ComputeLibrary/latest/cvt_8h_source.xhtml

/*

 * Copyright (c) 2020, 2022-2023 Arm Limited.

 *

 * SPDX-License-Identifier: MIT

 *

 * Permission is hereby granted, free of charge, to any person obtaining a copy

 * of this software and associated documentation files (the "Software"), to

 * deal in the Software without restriction, including without limitation the

 * rights to use, copy, modify, merge, publish, distribute, sublicense, and/or

 * sell copies of the Software, and to permit persons to whom the Software is

 * furnished to do so, subject to the following conditions:

 *

 * The above copyright notice and this permission notice shall be included in all

 * copies or substantial portions of the Software.

 *

 * THE SOFTWARE IS PROVIDED "AS IS", WITHOUT WARRANTY OF ANY KIND, EXPRESS OR

 * IMPLIED, INCLUDING BUT NOT LIMITED TO THE WARRANTIES OF MERCHANTABILITY,

 * FITNESS FOR A PARTICULAR PURPOSE AND NONINFRINGEMENT. IN NO EVENT SHALL THE

 * AUTHORS OR COPYRIGHT HOLDERS BE LIABLE FOR ANY CLAIM, DAMAGES OR OTHER

 * LIABILITY, WHETHER IN AN ACTION OF CONTRACT, TORT OR OTHERWISE, ARISING FROM,

 * OUT OF OR IN CONNECTION WITH THE SOFTWARE OR THE USE OR OTHER DEALINGS IN THE

 * SOFTWARE.

 */

#ifndef ARM_COMPUTE_WRAPPER_CVT_H

#define ARM_COMPUTE_WRAPPER_CVT_H


#include <arm_neon.h>


namespace arm_compute

{

namespace wrapper

{

#define VCVT_TO_F32_IMPL(ptype, vtype, prefix, postfix1, postfix2)                                        \

    template <typename T>                                                                                 \

    inline typename std::enable_if<std::is_same<T, float>::value, float32x4_t>::type vcvt(const vtype &a) \

    {                                                                                                     \

        return prefix##_##postfix1##_##postfix2(a);                                                       \

    }


VCVT_TO_F32_IMPL(float32x4_t, uint32x4_t, vcvtq, f32, u32)

VCVT_TO_F32_IMPL(float32x4_t, int32x4_t, vcvtq, f32, s32)

#ifdef __ARM_FEATURE_FP16_VECTOR_ARITHMETIC

VCVT_TO_F32_IMPL(float32x4_t, float16x4_t, vcvt, f32, f16)
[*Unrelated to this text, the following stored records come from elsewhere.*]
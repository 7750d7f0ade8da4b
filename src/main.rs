//! Eventflow runtime - ingest daily telemetry logs and write rollup reports
//!
//! ## Usage
//!
//! ```bash
//! cargo run --release
//! ```
//!
//! ## Environment Variables
//!
//! - METRICS_START - first date to process, YYYYMMDD (default: 20160201)
//! - METRICS_END - last date to process, YYYYMMDD (default: yesterday)
//! - DAY_STEP - process every nth day (default: 1)
//! - DATA_FOLDER - data root; reads <root>/clean, writes <root>/compiled
//! - REPORTS - comma-separated report names (default: all)
//! - EVENT_STEP - sample every nth line per file (default: 1)
//! - KEEP_TOP_EVENTS - keep only the first n lines per file
//! - POOL_SIZE - max log files with open streams at once (default: 10)
//! - DRY_RUN - set to 1 to skip writing report files
//! - QUIET - set to 1 to silence progress logging
//! - RUST_LOG - logging level (optional, default: info)

use eventflow::output::{flatten_bundle, JsonReportWriter, ReportWriterBackend};
use eventflow::{run, Config, ConfigOptions};

#[tokio::main]
async fn main() -> Result<(), Box<dyn std::error::Error>> {
    dotenv::dotenv().ok();

    env_logger::Builder::from_env(env_logger::Env::default().default_filter_or("info"))
        .target(env_logger::Target::Stderr)
        .init();

    let config = Config::new(ConfigOptions::from_env())?;
    let dry_run = std::env::var("DRY_RUN")
        .map(|v| v == "1" || v == "true")
        .unwrap_or(false);

    log::info!("🚀 Starting eventflow");
    log::info!("   Data folder: {}", config.data_folder.display());
    log::info!(
        "   Date range: {} - {} ({} dates)",
        config.dates.first().copied().unwrap_or(0),
        config.dates.last().copied().unwrap_or(0),
        config.num_dates
    );
    log::info!("   Reports: {}", config.reports.join(", "));
    log::info!("   Event step: {}", config.event_step);
    if let Some(top) = config.keep_top_events {
        log::info!("   Keep top events: {}", top);
    }

    tokio::fs::create_dir_all(&config.data_folder).await?;
    tokio::fs::create_dir_all(&config.compiled_data_folder).await?;

    let compiled_data_folder = config.compiled_data_folder.clone();
    let bundle = run(config).await?;

    if !bundle.missing_days.is_empty() {
        log::warn!("Missing days (date indices): {:?}", bundle.missing_days);
    }

    if dry_run {
        log::info!("Dry run, not writing reports");
        return Ok(());
    }

    let mut writer = JsonReportWriter::new(compiled_data_folder);
    for (name, data) in flatten_bundle(bundle) {
        writer.write_report(&name, &data).await?;
    }

    log::info!("✅ Done");
    Ok(())
}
#endif // __ARM_FEATURE_FP16_VECTOR_ARITHMETIC

#undef VCVT_TO_F32_IMPL


#ifdef __ARM_FEATURE_FP16_VECTOR_ARITHMETIC

#define VCVT_TO_F16_IMPL(ptype, vtype, prefix, postfix1, postfix2)                                            \

    template <typename T>                                                                                     \

    inline typename std::enable_if<std::is_same<T, float16_t>::value, float16x4_t>::type vcvt(const vtype &a) \

    {                                                                                                         \

        return prefix##_##postfix1##_##postfix2(a);                                                           \

    }


VCVT_TO_F16_IMPL(float16x4_t, float32x4_t, vcvt, f16, f32)

#undef VCVT_TO_F16_IMPL

#endif // __ARM_FEATURE_FP16_VECTOR_ARITHMETIC


template <typename T>

inline typename std::enable_if<std::is_same<T, uint8_t>::value || std::is_same<T, uint32_t>::value, uint32x4_t>::type

vcvt(const float32x4_t &a)

{

    return vcvtq_u32_f32(a);

}


template <typename T>

inline typename std::enable_if<std::is_same<T, int8_t>::value || std::is_same<T, int32_t>::value, int32x4_t>::type

vcvt(const float32x4_t &a)

{

    return vcvtq_s32_f32(a);

}


#ifdef __aarch64__

template <typename T>

inline typename std::enable_if<std::is_same<T, uint32_t>::value, uint32x4_t>::type vcvta(const float32x4_t &a)

{

    return vcvtaq_u32_f32(a);

}


template <typename T>

inline typename std::enable_if<std::is_same<T, int32_t>::value, int32x4_t>::type vcvta(const float32x4_t &a)

{

    return vcvtaq_s32_f32(a);

}

#endif //__aarch64__


#if defined(ARM_COMPUTE_ENABLE_BF16)

/** Convert 2x128-bit floating point vectors into 1x128-bit bfloat16 vector

 *

 * @param[in]     inptr  Pointer to the input memory to load values from

 * @param[in,out] outptr Pointer to the output memory to store values to

 */

inline void vcvt_bf16_f32(const float *inptr, uint16_t *outptr)

{

    __asm __volatile("ldp    q0, q1, [%[inptr]]\n"

                     ".inst  0xea16800\n"  // BFCVTN v0, v0

                     ".inst  0x4ea16820\n" // BFCVTN2 v0, v1

                     "str    q0, [%[outptr]]\n"

                     : [inptr] "+r"(inptr)

                     : [outptr] "r"(outptr)

                     : "v0", "v1", "memory");

}

#endif /* defined(ARM_COMPUTE_ENABLE_BF16) */


} // namespace wrapper

} // namespace arm_compute

#endif /* ARM_COMPUTE_WRAPPER_CVT_H */